Though practices just began two months ago, numerous cast members of Kenyon-Wanamingo Theatre’s spring production, like junior Arin Kyllo, have been anticipating Disney’s “Beauty and the Beast” for over a year.
Calling this one of their “biggest and best shows yet,” directors and cast members say they are even more enthused for the community to see live performances Friday, May 7 and Saturdays and Sundays May 8-16, especially since it has been over a year since a live performance has taken place.
Considered a classic musical, “ Beauty and the Beast,” is a collaborative effort between over 70 students in grades five through 12 and four directors: High School Play Director Randy Hockinson, Choir Director Stephanie Schumacher and Middle School Play Directors Blair Reynolds and Laura McAnally.
Kyllo, who plays the motherly character of Mrs. Potts (a cook who is becoming a teapot) said it will be a fun show for both the audience and cast members.
“We’ve been preparing for so long, I think it’s going to be so fun to have something we can finally include the community on,” Kyllo added.
Despite all of the challenges the pandemic has created in terms of mask wearing and social distancing during play practice, Kyllo said she has learned to be patient and be more aware of what she can/cannot control.
Needing many voices and dancers to tell this type of story, cast members indicate teamwork played a big role in the production
Daniel Van Epps, a senior who plays Maurice (an inventor and Belle’s father), said, “It takes a lot of teamwork to put on a production like this. We worked really hard and it’s a really fun production. It would make all of our days for people to come see it.”
Senior Clay Stevenson, too, agreed that it will be a “very” exciting experience for those who decide to come and watch the play.
“This has been in the making since February, the set is great and we’ve worked so hard to put this all together and coordinate with the middle schoolers,” Stevenson said. “I’m really proud to be able to do this with everybody else, the cast and the crew.”
Though Stevenson says his character, Gaston (a pompous and dim-witted ladies man) is the complete opposite of his true personality, now that he has worked with the character for so long, it’s easier to portray the jerk-like character.
Of “Beauty and the Beast” story, Stevenson said his main takeaway is not to judge a book by its cover and to remember that beauty is from within, not just on the outside.
Beaming with pride
Katie Van Epps, a senior playing Belle (a smart, plucky young woman from a provincial town), said playing the character has always been her dream.
“My toddler/child self is beaming right now,” Van Epps said with proud smile.
Van Epps said she feels the live performances will be a great way for people to get integrated back in the community, as they have been missing from the equation for quite some time due to the pandemic. In spite of the regulations they’ve had to go through, Van Epps said they’ve put a lot of time and effort into it.
Elliot Olson, a junior who plays the misunderstood character of the Beast, (the master of the castle who used to be a prince), said he gets into his character by thinking about what the Beast is going through and how he would personally feel in the Beasts’ shoes. In this case, Olson said he’d also be upset if he was turned into a hideous monster.

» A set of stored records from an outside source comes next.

//! Terminal output for scenario runs

use console::{style, Style, Term};
use smokecheck::{ScenarioReport, TestStatus};

use crate::runner::RunSummary;

/// Writes scenario results to stderr
#[derive(Debug)]
pub struct ProgressReporter {
    term: Term,
    /// Whether to use colors
    pub use_color: bool,
    /// Quiet mode
    pub quiet: bool,
}

impl Default for ProgressReporter {
    fn default() -> Self {
        Self::new(true, false)
    }
}

impl ProgressReporter {
    /// Create a new progress reporter
    #[must_use]
    pub fn new(use_color: bool, quiet: bool) -> Self {
        Self {
            term: Term::stderr(),
            use_color,
            quiet,
        }
    }

    /// Print an info message
    pub fn info(&self, message: &str) {
        if self.quiet {
            return;
        }
        let prefix = if self.use_color {
            style("ℹ").blue().bold().to_string()
        } else {
            "INFO".to_string()
        };
        let _ = self.term.write_line(&format!("{prefix} {message}"));
    }

    /// Print a section header
    pub fn header(&self, title: &str) {
        if self.quiet {
            return;
        }
        let styled = if self.use_color {
            style(title).bold().underlined().to_string()
        } else {
            format!("=== {title} ===")
        };
        let _ = self.term.write_line("");
        let _ = self.term.write_line(&styled);
    }

    /// Print one scenario result; failures are printed even in quiet mode
    pub fn scenario(&self, report: &ScenarioReport) {
        if report.passed() && self.quiet {
            return;
        }
        let _ = self.term.write_line(&self.format_scenario(report));
        for failure in &report.failures {
            let _ = self.term.write_line(&format!("    - {failure}"));
        }
    }

    fn format_scenario(&self, report: &ScenarioReport) -> String {
        let secs = report.duration.as_secs_f64();
        let label = match report.status {
            TestStatus::Passed => "PASS",
            TestStatus::Failed => "FAIL",
            TestStatus::Broken => "BROKEN",
        };
        if !self.use_color {
            return format!("{label} {} ({secs:.2}s)", report.name);
        }
        let mark = match report.status {
            TestStatus::Passed => style("✓").green().bold(),
            TestStatus::Failed => style("✗").red().bold(),
            TestStatus::Broken => style("!").yellow().bold(),
        };
        format!("{mark} {} ({secs:.2}s)", report.name)
    }

    /// Print the run summary
    pub fn summary(&self, summary: &RunSummary) {
        let failed = summary.failed();
        if self.quiet && failed == 0 {
            return;
        }
        let _ = self.term.write_line("");
        let _ = self.term.write_line(&self.format_summary(summary));
    }

    fn format_summary(&self, summary: &RunSummary) -> String {
        let passed = summary.passed();
        let failed = summary.failed();
        let skipped = summary.skipped.len();
        let total = passed + failed + skipped;
        let secs = summary.duration.as_secs_f64();
        let verdict = if summary.all_passed() { "PASSED" } else { "FAILED" };
        if !self.use_color {
            return format!(
                "{verdict} {total} scenarios in {secs:.2}s ({passed} passed, {failed} failed, {skipped} skipped)"
            );
        }
        let verdict_style = if summary.all_passed() {
            Style::new().green().bold()
        } else {
            Style::new().red().bold()
        };
        format!(
            "{} {total} scenarios in {secs:.2}s ({} passed, {} failed, {} skipped)",
            verdict_style.apply_to(verdict),
            Style::new().green().apply_to(passed),
            Style::new().red().apply_to(failed),
            Style::new().yellow().apply_to(skipped),
        )
    }
}
//! Locator resolution engine.
//!
//! Turns an [`ElementQuery`] into a [`Resolution`] by trying its strategies
//! in declaration order against a [`PageDriver`]. The first strategy with a
//! usable match wins and later strategies are never evaluated.
//!
//! Failure categories:
//!
//! - **Malformed query** (`Err`): empty strategy list, empty selector,
//!   nested frame, rejected selector, ambiguous strict match
//! - **Not found**: no strategy produced a usable match
//! - **Frame unreachable**: the embedding frame could not be entered
//!
//! A driver error on a single strategy in the page document is logged and
//! counted as zero matches, so the next strategy still gets its turn.

use std::fmt;
use std::time::Duration;
use tokio::time::Instant;
use tracing::debug;

use crate::driver::{Context, ElementRef, ElementState, PageDriver};
use crate::frame::FrameAccessor;
use crate::locator::ElementQuery;
use crate::result::{SmokeError, SmokeResult};
use crate::wait::DEFAULT_POLL_INTERVAL_MS;

/// A query that matched, with the element it matched
#[derive(Debug, Clone, PartialEq, Eq)]
pub struct ResolvedElement {
    /// Query name
    pub query: String,
    /// Index of the winning strategy
    pub strategy_index: usize,
    /// Number of matches the winning strategy produced
    pub match_count: usize,
    /// Path to the selected match
    pub element: ElementRef,
}

/// Outcome of resolving a query
#[derive(Debug, Clone, PartialEq, Eq)]
pub enum Resolution {
    /// A strategy produced a usable match
    Found(ResolvedElement),
    /// No strategy produced a usable match
    NotFound,
    /// The embedding frame refused access
    FrameUnreachable {
        /// Reason reported by the driver
        reason: String,
    },
}

impl Resolution {
    /// Whether an element was found
    #[must_use]
    pub const fn is_found(&self) -> bool {
        matches!(self, Self::Found(_))
    }

    /// The resolved element, if any
    #[must_use]
    pub const fn found(&self) -> Option<&ResolvedElement> {
        match self {
            Self::Found(resolved) => Some(resolved),
            _ => None,
        }
    }

    /// Whether the embedding frame was unreachable
    #[must_use]
    pub const fn is_frame_unreachable(&self) -> bool {
        matches!(self, Self::FrameUnreachable { .. })
    }
}

impl fmt::Display for Resolution {
    fn fmt(&self, f: &mut fmt::Formatter<'_>) -> fmt::Result {
        match self {
            Self::Found(r) => write!(
                f,
                "found via strategy {} ({} match(es))",
                r.strategy_index, r.match_count
            ),
            Self::NotFound => write!(f, "not found"),
            Self::FrameUnreachable { reason } => write!(f, "frame unreachable: {reason}"),
        }
    }
}

/// Resolution plus the element state read right after it
#[derive(Debug, Clone, PartialEq, Eq)]
pub struct Observation {
    /// How the query resolved
    pub resolution: Resolution,
    /// State of the resolved element, `None` if absent
    pub state: Option<ElementState>,
}

impl Observation {
    /// Element is attached
    #[must_use]
    pub const fn exists(&self) -> bool {
        self.state.is_some()
    }

    /// Element is attached and rendered
    #[must_use]
    pub fn visible(&self) -> bool {
        self.state.is_some_and(|s| s.visible)
    }

    /// Element is attached and accepts interaction
    #[must_use]
    pub fn enabled(&self) -> bool {
        self.state.is_some_and(|s| s.enabled)
    }

    /// Match count of the winning strategy, 0 when not found
    #[must_use]
    pub fn match_count(&self) -> usize {
        self.resolution.found().map_or(0, |r| r.match_count)
    }
}

/// Resolves element queries against a driver
#[derive(Clone, Copy)]
pub struct Locator<'a> {
    driver: &'a dyn PageDriver,
    poll_interval: Duration,
}

impl fmt::Debug for Locator<'_> {
    fn fmt(&self, f: &mut fmt::Formatter<'_>) -> fmt::Result {
        f.debug_struct("Locator")
            .field("poll_interval", &self.poll_interval)
            .finish_non_exhaustive()
    }
}

impl<'a> Locator<'a> {
    /// Create a locator over a driver
    #[must_use]
    pub fn new(driver: &'a dyn PageDriver) -> Self {
        Self {
            driver,
            poll_interval: Duration::from_millis(DEFAULT_POLL_INTERVAL_MS),
        }
    }

    /// Set the polling interval used by [`Locator::resolve_within`]
    #[must_use]
    pub const fn with_poll_interval(mut self, poll_interval: Duration) -> Self {
        self.poll_interval = poll_interval;
        self
    }

    /// Underlying driver
    #[must_use]
    pub fn driver(&self) -> &'a dyn PageDriver {
        self.driver
    }

    /// Resolve a query once, without waiting
    pub async fn resolve(&self, query: &ElementQuery) -> SmokeResult<Resolution> {
        query.validate()?;
        match query.frame() {
            Some(frame) => {
                FrameAccessor::new(self.driver)
                    .resolve_in_frame(frame, &query.without_frame())
                    .await
            }
            None => self.resolve_in(&Context::Page, query).await,
        }
    }

    /// Resolve a query, polling until found or `timeout` elapses
    pub async fn resolve_within(
        &self,
        query: &ElementQuery,
        timeout: Duration,
    ) -> SmokeResult<Resolution> {
        let start = Instant::now();
        loop {
            let resolution = self.resolve(query).await?;
            let elapsed = start.elapsed();
            if resolution.is_found() || elapsed >= timeout {
                return Ok(resolution);
            }
            tokio::time::sleep(self.poll_interval.min(timeout - elapsed)).await;
        }
    }

    /// Evaluate strategies of `query` in a single document.
    ///
    /// Ignores `query.frame()`; callers pass the context explicitly.
    /// Errors from frame contexts are returned so the accessor can classify
    /// them.
    pub(crate) async fn resolve_in(
        &self,
        context: &Context,
        query: &ElementQuery,
    ) -> SmokeResult<Resolution> {
        for (index, strategy) in query.strategies().iter().enumerate() {
            let count = match self.driver.count(context, strategy).await {
                Ok(count) => count,
                Err(SmokeError::InvalidSelector { selector, message }) => {
                    return Err(SmokeError::malformed(
                        query.name(),
                        format!("invalid selector {selector:?}: {message}"),
                    ));
                }
                Err(e) if e.is_frame_failure() || context.is_frame() => return Err(e),
                Err(e) => {
                    debug!(query = query.name(), %strategy, error = %e, "lookup failed, counting as no match");
                    0
                }
            };

            let selected = match query.pick() {
                Some(pick) => pick.select(count),
                None if count > 1 => {
                    return Err(SmokeError::malformed(
                        query.name(),
                        format!("{count} elements match {strategy}; state a tie-break"),
                    ));
                }
                None => (count == 1).then_some(0),
            };

            if let Some(selected) = selected {
                debug!(query = query.name(), %context, strategy_index = index, count, "resolved");
                return Ok(Resolution::Found(ResolvedElement {
                    query: query.name().to_string(),
                    strategy_index: index,
                    match_count: count,
                    element: ElementRef::new(context.clone(), strategy.clone(), selected),
                }));
            }
        }
        debug!(query = query.name(), %context, "no strategy matched");
        Ok(Resolution::NotFound)
    }

    /// Re-read the state of a resolved element, `None` if it went away
    pub async fn state(&self, resolved: &ResolvedElement) -> SmokeResult<Option<ElementState>> {
        match self.driver.state(&resolved.element).await {
            Ok(state) => Ok(state),
            Err(SmokeError::InvalidSelector { selector, message }) => Err(SmokeError::malformed(
                &resolved.query,
                format!("invalid selector {selector:?}: {message}"),
            )),
            Err(e) => {
                debug!(query = %resolved.query, error = %e, "state unavailable");
                Ok(None)
            }
        }
    }

    /// Resolve once and read the element state
    pub async fn observe(&self, query: &ElementQuery) -> SmokeResult<Observation> {
        let resolution = self.resolve(query).await?;
        let state = match &resolution {
            Resolution::Found(resolved) => self.state(resolved).await?,
            _ => None,
        };
        Ok(Observation { resolution, state })
    }

    /// Resolve and click
    pub async fn click(&self, query: &ElementQuery) -> SmokeResult<()> {
        let resolved = self.require_found(query).await?;
        self.driver.click(&resolved.element).await
    }

    /// Resolve and replace the input value
    pub async fn fill(&self, query: &ElementQuery, text: &str) -> SmokeResult<()> {
        let resolved = self.require_found(query).await?;
        self.driver.fill(&resolved.element, text).await
    }

    async fn require_found(&self, query: &ElementQuery) -> SmokeResult<ResolvedElement> {
        match self.resolve(query).await? {
            Resolution::Found(resolved) => Ok(resolved),
            _ => Err(SmokeError::ElementNotFound {
                query: query.name().to_string(),
            }),
        }
    }
}
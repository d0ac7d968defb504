//! Cross-frame accessor.
//!
//! Reaches elements inside an embedded document (the captcha widget on the
//! login modal). The owner iframe is resolved on the page, then the inner
//! query is tried through the engine's native frame scoping and, if that
//! path errors, through the frame element's content document.
//!
//! Permanent frame conditions never escape as errors: a detached frame is
//! reported as [`Resolution::NotFound`], a cross-origin or otherwise closed
//! frame as [`Resolution::FrameUnreachable`]. Nothing is cached between
//! calls; the owner is re-resolved every time.

use std::fmt;
use tracing::{debug, warn};

use crate::driver::{Context, FrameAccess, PageDriver};
use crate::engine::{Locator, Resolution};
use crate::locator::ElementQuery;
use crate::result::{SmokeError, SmokeResult};

/// Resolves queries inside embedded documents
#[derive(Clone, Copy)]
pub struct FrameAccessor<'a> {
    locator: Locator<'a>,
}

impl fmt::Debug for FrameAccessor<'_> {
    fn fmt(&self, f: &mut fmt::Formatter<'_>) -> fmt::Result {
        f.debug_struct("FrameAccessor").finish_non_exhaustive()
    }
}

impl<'a> FrameAccessor<'a> {
    /// Create an accessor over a driver
    #[must_use]
    pub fn new(driver: &'a dyn PageDriver) -> Self {
        Self {
            locator: Locator::new(driver),
        }
    }

    /// Resolve `inner` inside the document embedded by `outer`
    pub async fn resolve_in_frame(
        &self,
        outer: &ElementQuery,
        inner: &ElementQuery,
    ) -> SmokeResult<Resolution> {
        outer.validate()?;
        inner.validate()?;
        if outer.frame().is_some() {
            return Err(SmokeError::malformed(
                inner.name(),
                format!("frame '{}' is itself inside a frame", outer.name()),
            ));
        }

        let owner = match self.locator.resolve_in(&Context::Page, outer).await? {
            Resolution::Found(resolved) => resolved.element,
            other => {
                debug!(frame = outer.name(), query = inner.name(), "frame element not found");
                return Ok(other);
            }
        };

        let direct = Context::frame(owner.clone(), FrameAccess::Direct);
        match self.locator.resolve_in(&direct, inner).await {
            Ok(resolution) => return Ok(resolution),
            Err(e) if e.is_malformed() => return Err(e),
            Err(e) => {
                debug!(frame = outer.name(), query = inner.name(), error = %e, "direct frame access failed, trying content document");
            }
        }

        let content = Context::frame(owner, FrameAccess::ContentDocument);
        match self.locator.resolve_in(&content, inner).await {
            Ok(resolution) => Ok(resolution),
            Err(e) if e.is_malformed() => Err(e),
            Err(SmokeError::FrameDetached) => {
                debug!(frame = outer.name(), query = inner.name(), "frame detached during lookup");
                Ok(Resolution::NotFound)
            }
            Err(e) => {
                warn!(frame = outer.name(), query = inner.name(), error = %e, "frame unreachable");
                Ok(Resolution::FrameUnreachable {
                    reason: e.to_string(),
                })
            }
        }
    }
}

#[cfg(test)]
#[allow(clippy::unwrap_used)]
mod tests {
    use super::*;
    use crate::locator::Strategy;
    use crate::mock::{FramePolicy, MockFrame, MockNode, MockPage};

    fn captcha_page(policy: FramePolicy) -> MockPage {
        MockPage::new(vec![MockNode::new("div")
            .test_id("smartCaptcha-container")
            .child(MockNode::new("iframe").frame(MockFrame::new(
                policy,
                vec![MockNode::new("span")
                    .selector("span#checkbox-label")
                    .text("Я не робот")],
            )))])
    }

    fn outer() -> ElementQuery {
        ElementQuery::new(
            "captcha_frame",
            Strategy::within(Strategy::test_id("smartCaptcha-container"), Strategy::css("iframe")),
        )
    }

    fn inner() -> ElementQuery {
        ElementQuery::css("checkbox_label", "span#checkbox-label")
    }

    #[tokio::test(start_paused = true)]
    async fn test_direct_access_used_first() {
        let page = captcha_page(FramePolicy::Open);
        let res = FrameAccessor::new(&page)
            .resolve_in_frame(&outer(), &inner())
            .await
            .unwrap();
        assert!(res.is_found());
        assert!(!page.was_called("count:frame(content-document)"));
    }

    #[tokio::test(start_paused = true)]
    async fn test_falls_back_to_content_document() {
        let page = captcha_page(FramePolicy::ContentDocumentOnly);
        let res = FrameAccessor::new(&page)
            .resolve_in_frame(&outer(), &inner())
            .await
            .unwrap();
        let found = res.found().unwrap();
        assert!(matches!(
            found.element.context,
            Context::Frame {
                access: FrameAccess::ContentDocument,
                ..
            }
        ));
    }

    #[tokio::test(start_paused = true)]
    async fn test_cross_origin_is_unreachable_not_error() {
        let page = captcha_page(FramePolicy::CrossOrigin);
        let res = FrameAccessor::new(&page)
            .resolve_in_frame(&outer(), &inner())
            .await
            .unwrap();
        assert!(res.is_frame_unreachable());
        assert!(!res.is_found());
    }

    #[tokio::test(start_paused = true)]
    async fn test_missing_frame_is_not_found() {
        let page = MockPage::new(Vec::new());
        let res = FrameAccessor::new(&page)
            .resolve_in_frame(&outer(), &inner())
            .await
            .unwrap();
        assert_eq!(res, Resolution::NotFound);
    }

    #[tokio::test(start_paused = true)]
    async fn test_frame_removed_before_inner_lookup_is_not_found() {
        let page = MockPage::new(vec![MockNode::new("iframe")
            .vanishes_after_lookups(1)
            .frame(MockFrame::new(
                FramePolicy::Open,
                vec![MockNode::new("span").selector("span#checkbox-label")],
            ))]);
        let res = FrameAccessor::new(&page)
            .resolve_in_frame(&ElementQuery::css("captcha_frame", "iframe"), &inner())
            .await
            .unwrap();
        assert_eq!(res, Resolution::NotFound);
    }

    #[tokio::test(start_paused = true)]
    async fn test_inner_miss_inside_reachable_frame() {
        let page = captcha_page(FramePolicy::Open);
        let res = FrameAccessor::new(&page)
            .resolve_in_frame(&outer(), &ElementQuery::css("links", "div.CaptchaLinks-Links"))
            .await
            .unwrap();
        assert_eq!(res, Resolution::NotFound);
        // a clean miss through direct access does not retry via content document
        assert!(!page.was_called("count:frame(content-document)"));
    }

    #[tokio::test(start_paused = true)]
    async fn test_malformed_inner_propagates() {
        let page = captcha_page(FramePolicy::Open);
        let err = FrameAccessor::new(&page)
            .resolve_in_frame(&outer(), &ElementQuery::css("bad", ""))
            .await
            .unwrap_err();
        assert!(err.is_malformed());
    }

    #[tokio::test(start_paused = true)]
    async fn test_engine_routes_framed_queries() {
        let page = captcha_page(FramePolicy::ContentDocumentOnly);
        let query = inner().in_frame(outer());
        let obs = Locator::new(&page).observe(&query).await.unwrap();
        assert!(obs.visible());
    }
}
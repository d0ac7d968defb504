//! Login modal: form, social sign-in, registration and the captcha widget.

use crate::locator::{ElementQuery, Strategy};
use crate::page_object::PageObject;

const MODAL_CONTAINERS: &str = "div[class*=\"modal\"], div[class*=\"dialog\"], div[class*=\"popup\"], form[class*=\"login\"], div[class*=\"auth\"]";
const CREDENTIALS_CONTAINER: &str = "div:has(input[type=\"email\"]):has(input[type=\"password\"])";

/// Selectors tried for the captcha checkbox, in order
pub const CAPTCHA_CHECKBOX_SELECTORS: [&str; 6] = [
    "div.CheckboxCaptcha-Checkbox",
    "div[class*=\"CheckboxCaptcha\"]",
    "div[class*=\"checkbox\"]",
    "span[role=\"checkbox\"]",
    "#checkbox-captcha",
    ".checkbox-captcha",
];

/// A social sign-in provider
#[derive(Debug, Clone, Copy, PartialEq, Eq)]
pub struct SocialProvider {
    /// Display name
    pub name: &'static str,
    /// Lowercase key used in icon URLs and query names
    pub key: &'static str,
}

impl SocialProvider {
    /// Accessible name of the provider's button
    #[must_use]
    pub fn button_label(&self) -> String {
        format!("Войти с помощью {}", self.name)
    }
}

/// Providers offered by the modal, in display order
pub const SOCIAL_PROVIDERS: [SocialProvider; 6] = [
    SocialProvider {
        name: "GitHub",
        key: "github",
    },
    SocialProvider {
        name: "VK",
        key: "vk",
    },
    SocialProvider {
        name: "Google",
        key: "google",
    },
    SocialProvider {
        name: "Facebook",
        key: "facebook",
    },
    SocialProvider {
        name: "Twitter",
        key: "twitter",
    },
    SocialProvider {
        name: "Yandex",
        key: "yandex",
    },
];

fn modal_scope() -> Strategy {
    Strategy::css(MODAL_CONTAINERS).containing(Strategy::text("Войти"))
}

fn input(name: &str, label: &str, kind: &str) -> ElementQuery {
    ElementQuery::from_strategies(
        name,
        vec![
            Strategy::label(label),
            Strategy::css(format!("input[type=\"{kind}\"]")),
            Strategy::css(format!("input[name*=\"{kind}\"], input[id*=\"{kind}\"]")),
        ],
    )
    .first()
}

fn social_button_strategies(provider: &SocialProvider) -> Vec<Strategy> {
    vec![
        Strategy::role("button", provider.button_label()),
        Strategy::css("button, a").with_text(provider.name),
    ]
}

fn captcha_part(name: &str, selector: &str, frame: &ElementQuery) -> ElementQuery {
    ElementQuery::css(name, selector).first().in_frame(frame.clone())
}

/// Page object for the login modal
#[derive(Debug, Clone)]
pub struct LoginPage {
    /// Modal container
    pub modal: ElementQuery,
    /// "Вход"
    pub title: ElementQuery,
    /// "Email" label
    pub email_label: ElementQuery,
    /// "Пароль" label
    pub password_label: ElementQuery,
    /// Email input
    pub email_input: ElementQuery,
    /// Password input
    pub password_input: ElementQuery,
    /// Submit button
    pub submit_button: ElementQuery,
    /// "Забыли пароль?"
    pub forgot_password_link: ElementQuery,
    /// Social buttons block
    pub social_block: ElementQuery,
    /// "Или войдите с помощью других сервисов"
    pub social_text: ElementQuery,
    /// Provider buttons, in [`SOCIAL_PROVIDERS`] order
    pub social_buttons: Vec<ElementQuery>,
    /// Icons nested in the provider buttons, same order
    pub social_icons: Vec<ElementQuery>,
    /// "Ещё нет аккаунта?"
    pub registration_text: ElementQuery,
    /// "Зарегистрируйтесь"
    pub registration_link: ElementQuery,
    /// Captcha container
    pub captcha_container: ElementQuery,
    /// Captcha iframe
    pub captcha_iframe: ElementQuery,
    /// Checkbox inside the captcha frame
    pub captcha_checkbox: ElementQuery,
    /// Checkbox label inside the captcha frame
    pub captcha_title: ElementQuery,
    /// Checkbox description inside the captcha frame
    pub captcha_description: ElementQuery,
    /// Links block inside the captcha frame
    pub captcha_links: ElementQuery,
}

impl Default for LoginPage {
    fn default() -> Self {
        Self::new()
    }
}

impl LoginPage {
    /// Build every query
    #[must_use]
    pub fn new() -> Self {
        let captcha = Strategy::test_id("smartCaptcha-container");
        let captcha_iframe =
            ElementQuery::new("captcha_iframe", Strategy::within(captcha.clone(), Strategy::css("iframe")))
                .first();

        let social_buttons = SOCIAL_PROVIDERS
            .iter()
            .map(|p| {
                ElementQuery::from_strategies(format!("social_{}", p.key), social_button_strategies(p))
                    .first()
            })
            .collect();
        let social_icons = SOCIAL_PROVIDERS
            .iter()
            .map(|p| {
                let icon = Strategy::css(format!(
                    "img[alt*=\"{}\"], img[src*=\"{}\"], svg, img",
                    p.name, p.key
                ));
                let strategies = social_button_strategies(p)
                    .into_iter()
                    .map(|button| Strategy::within(button, icon.clone()))
                    .collect();
                ElementQuery::from_strategies(format!("social_icon_{}", p.key), strategies).first()
            })
            .collect();

        Self {
            modal: ElementQuery::from_strategies(
                "login_modal",
                vec![modal_scope(), Strategy::css(CREDENTIALS_CONTAINER)],
            )
            .first(),
            title: ElementQuery::new("login_title", Strategy::exact_text("Вход")).first(),
            email_label: ElementQuery::new("email_label", Strategy::exact_text("Email")).first(),
            password_label: ElementQuery::new("password_label", Strategy::exact_text("Пароль")).first(),
            email_input: input("email_input", "Email", "email"),
            password_input: input("password_input", "Пароль", "password"),
            submit_button: ElementQuery::from_strategies(
                "login_submit_button",
                vec![
                    Strategy::within(modal_scope(), Strategy::role("button", "Войти")),
                    Strategy::within(
                        Strategy::css(CREDENTIALS_CONTAINER),
                        Strategy::role("button", "Войти"),
                    ),
                ],
            )
            .first(),
            forgot_password_link: ElementQuery::from_strategies(
                "forgot_password_link",
                vec![
                    Strategy::role("link", "Забыли пароль?"),
                    Strategy::text("Забыли пароль?"),
                ],
            )
            .first(),
            social_block: ElementQuery::css("social_buttons_block", "div.socials-buttons").first(),
            social_text: ElementQuery::from_strategies(
                "social_login_text",
                vec![
                    Strategy::text("Или войдите с помощью других сервисов"),
                    Strategy::text("войдите с помощью других сервисов"),
                ],
            )
            .first(),
            social_buttons,
            social_icons,
            registration_text: ElementQuery::new("registration_text", Strategy::text("Ещё нет аккаунта?"))
                .first(),
            registration_link: ElementQuery::from_strategies(
                "registration_link",
                vec![
                    Strategy::role("link", "Зарегистрируйтесь"),
                    Strategy::text("Зарегистрируйтесь"),
                ],
            )
            .first(),
            captcha_container: ElementQuery::new("captcha_container", captcha).first(),
            captcha_checkbox: ElementQuery::from_strategies(
                "captcha_checkbox",
                CAPTCHA_CHECKBOX_SELECTORS.iter().map(|s| Strategy::css(*s)).collect(),
            )
            .first()
            .in_frame(captcha_iframe.clone()),
            captcha_title: captcha_part("captcha_title", "span#checkbox-label", &captcha_iframe),
            captcha_description: captcha_part(
                "captcha_description",
                "span#checkbox-description",
                &captcha_iframe,
            ),
            captcha_links: captcha_part("captcha_links", "div.CaptchaLinks-Links", &captcha_iframe),
            captcha_iframe,
        }
    }

    /// Title and field labels
    #[must_use]
    pub fn labels(&self) -> Vec<&ElementQuery> {
        vec![&self.title, &self.email_label, &self.password_label]
    }

    /// Elements inside the captcha frame
    #[must_use]
    pub fn captcha_parts(&self) -> Vec<&ElementQuery> {
        vec![
            &self.captcha_checkbox,
            &self.captcha_title,
            &self.captcha_description,
            &self.captcha_links,
        ]
    }
}

impl PageObject for LoginPage {
    fn url_pattern(&self) -> &str {
        "habr.com"
    }

    fn ready_marker(&self) -> &ElementQuery {
        &self.modal
    }

    fn queries(&self) -> Vec<&ElementQuery> {
        let mut all = vec![&self.modal];
        all.extend(self.labels());
        all.extend([
            &self.email_input,
            &self.password_input,
            &self.submit_button,
            &self.forgot_password_link,
            &self.social_block,
            &self.social_text,
        ]);
        all.extend(&self.social_buttons);
        all.extend(&self.social_icons);
        all.extend([
            &self.registration_text,
            &self.registration_link,
            &self.captcha_container,
            &self.captcha_iframe,
        ]);
        all.extend(self.captcha_parts());
        all
    }

    fn load_timeout_ms(&self) -> u64 {
        10_000
    }

    fn page_name(&self) -> &str {
        "login modal"
    }
}

#[cfg(test)]
#[allow(clippy::unwrap_used)]
mod tests {
    use super::*;

    #[test]
    fn test_all_queries_are_well_formed() {
        let page = LoginPage::new();
        assert!(page.validate().is_ok());
        assert_eq!(page.social_buttons.len(), 6);
        assert_eq!(page.social_icons.len(), 6);
    }

    #[test]
    fn test_captcha_parts_live_in_the_frame() {
        let page = LoginPage::new();
        for part in page.captcha_parts() {
            assert_eq!(part.frame().map(ElementQuery::name), Some("captcha_iframe"));
        }
        assert!(page.captcha_iframe.frame().is_none());
        assert_eq!(
            page.captcha_checkbox.strategies().len(),
            CAPTCHA_CHECKBOX_SELECTORS.len()
        );
    }

    #[test]
    fn test_captcha_container_tolerates_duplicates() {
        let page = LoginPage::new();
        assert_eq!(page.captcha_container.pick(), Some(crate::locator::Pick::First));
    }

    #[test]
    fn test_input_fallback_order() {
        let page = LoginPage::new();
        let strategies = page.email_input.strategies();
        assert_eq!(strategies[0], Strategy::label("Email"));
        assert_eq!(strategies[1], Strategy::css("input[type=\"email\"]"));
        assert_eq!(
            strategies[2],
            Strategy::css("input[name*=\"email\"], input[id*=\"email\"]")
        );
    }

    #[test]
    fn test_icons_are_scoped_to_buttons() {
        let page = LoginPage::new();
        let github = &page.social_icons[0];
        assert_eq!(github.name(), "social_icon_github");
        assert!(github
            .strategies()
            .iter()
            .all(|s| matches!(s, Strategy::Within { .. })));
        assert_eq!(SOCIAL_PROVIDERS[0].button_label(), "Войти с помощью GitHub");
    }
}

“I’ve done a lot of shows before, but this show is definitely a lot harder than past shows in the amount of people in it and the group songs,” Olson said. “I’m looking forward to performing in front of audience.”
Though his first year taking part in the play, sixth grader Gunner Carlstrom (townsperson, a mobster and tavern character) said he is “very” excited to perform live and already anticipates performing in upcoming shows throughout the remainder of his school years. Finding it hard to narrow down his favorite parts of participating in the play, Carlstrom said he enjoys being with all of the “amazing” cast/crew members and directors.
Sixth grader Sydney Ehrich and fifth grader Mariah Pearson, too, are experiencing their first time in play, but working backstage and helping paint props.
Ehrich, who was eager to participate in the play (later canceled) last year, jumped at the opportunity to help this year, especially since she enjoys painting. After reading a book in Jena LeTourneau’s fourth grade class, “Drama” by Raina Telgemeier, about a girl who also was helping backstage during a play, Pearson said she was inspired to join this year’s production.
Ehrich encouraged everyone to come see the show.
“It’s going to be beautiful, funny and just a great show,” she added.